People v. Avila
57 Cal.App.5th 1134
| Cal. Ct. App. | 2020Background
- In Feb. 2018 Rene Avila confronted street vendors at a freeway off-ramp, demanding money and saying the location was his “barrio”; when refused he crushed bags of oranges.
- Two vendors testified: one understood “barrio” as a gang reference and felt threatened; another saw Avila stomp and scatter oranges and heard him say “money.”
- A jury convicted Avila of attempted second‑degree robbery (count 1) and attempted extortion (count 2).
- At sentencing the trial court denied Avila’s Romero motion to strike three prior strikes and imposed a third‑strike sentence (25 years‑to‑life plus a 14‑year determinate term and violent‑offender credit classification).

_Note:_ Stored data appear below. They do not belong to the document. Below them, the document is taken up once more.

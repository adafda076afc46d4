//! Argon2id password hashing, verification, and strength validation.
//!
//! All password hashes use the Argon2id variant with a random salt generated
//! via [`OsRng`]. The PHC string format is used for storage so that algorithm
//! parameters and salt are embedded in the hash itself.

use argon2::password_hash::{PasswordHash, PasswordHasher, PasswordVerifier, SaltString};
use argon2::Argon2;
use hive_core::auth::SecretHasher;
use hive_core::error::CoreError;
use password_hash::rand_core::OsRng;

/// Hash a plaintext password using Argon2id with a random salt.
///
/// Returns the PHC-formatted hash string (algorithm, params, salt, hash).
pub fn hash_password(password: &str) -> Result<String, argon2::password_hash::Error> {
    let salt = SaltString::generate(&mut OsRng);
    let argon2 = Argon2::default(); // Argon2id with default params
    let hash = argon2.hash_password(password.as_bytes(), &salt)?;
    Ok(hash.to_string())
}

/// Verify a plaintext password against a stored PHC-formatted Argon2id hash.
///
/// Returns `Ok(true)` if the password matches, `Ok(false)` if it does not.
pub fn verify_password(password: &str, hash: &str) -> Result<bool, argon2::password_hash::Error> {
    let parsed_hash = PasswordHash::new(hash)?;
    match Argon2::default().verify_password(password.as_bytes(), &parsed_hash) {
        Ok(()) => Ok(true),
        Err(argon2::password_hash::Error::Password) => Ok(false),
        Err(e) => Err(e),
    }
}

/// Validate that a password meets minimum strength requirements.
///
/// Currently enforces a minimum character length. Returns `Err` with a
/// human-readable explanation when the password is too short.
pub fn validate_password_strength(password: &str, min_length: usize) -> Result<(), String> {
    if password.chars().count() < min_length {
        return Err(format!(
            "Password must be at least {min_length} characters long"
        ));
    }
    Ok(())
}

/// [`SecretHasher`] backed by Argon2id.
#[derive(Debug, Clone, Copy, Default)]
pub struct Argon2Hasher;

impl SecretHasher for Argon2Hasher {
    fn hash(&self, secret: &str) -> Result<String, CoreError> {
        hash_password(secret)
            .map_err(|e| CoreError::Internal(format!("Password hashing failed: {e}")))
    }

    fn verify(&self, secret: &str, digest: &str) -> Result<bool, CoreError> {
        verify_password(secret, digest)
            .map_err(|e| CoreError::Internal(format!("Password verification failed: {e}")))
    }
}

- On appeal the court affirmed the convictions (unpublished portions) but found (published portion) that the trial court abused its discretion in denying Romero relief and that the sentence was cruel or unusual under the California Constitution, and remanded for resentencing with directions to strike two priors.
Issues
| Issue | Plaintiff's Argument | Defendant's Argument | Held |
|---|---|---|---|
| Admission of gang evidence / mistrial | The stray remark was volunteered by the witness, not solicited, and was not so prejudicial as to require a mistrial | The witness’s statement equating “barrio” with gang membership violated the court’s exclusion order and denied a fair trial; mistrial required | Denied mistrial; single, fleeting volunteered reference did not irreparably prejudice trial and defense declined a curative instruction |
| Sufficiency of evidence for attempted extortion | Demand for money + crushing vendor’s oranges amounted to a threat or use of fear sufficient for attempted extortion | No sufficient evidence of threat or force; translator issues and crushing occurred after refusal so no attempt to induce consent by fear | Conviction affirmed; substantial evidence supported that Avila used force/fear (context and conduct) to attempt extortion |
| Romero motion to strike priors | Priors and Avila’s record support denial (recidivist, victimizing vulnerable vendors) | Priors were remote, committed as a youth, and Avila’s drug history and subsequent conduct mitigate; court should strike priors in furtherance of justice | Abuse of discretion: trial court failed to consider youth/ remoteness/mitigating factors; remand to strike two prior strikes and resentence |
| Cruel or unusual punishment (Cal. Const., art. I, §17) | Three Strikes sentence is statutorily authorized and reflects recidivist punishment | Life sentence for nonviolent conduct (squashing oranges) is grossly disproportionate and shocks conscience | Sentence vacated as cruel or unusual under state constitution; remand for resentencing consistent with opinion |
Key Cases Cited
- People v. Romero, 13 Cal.4th 497 (1996) (trial court may strike prior conviction in furtherance of justice)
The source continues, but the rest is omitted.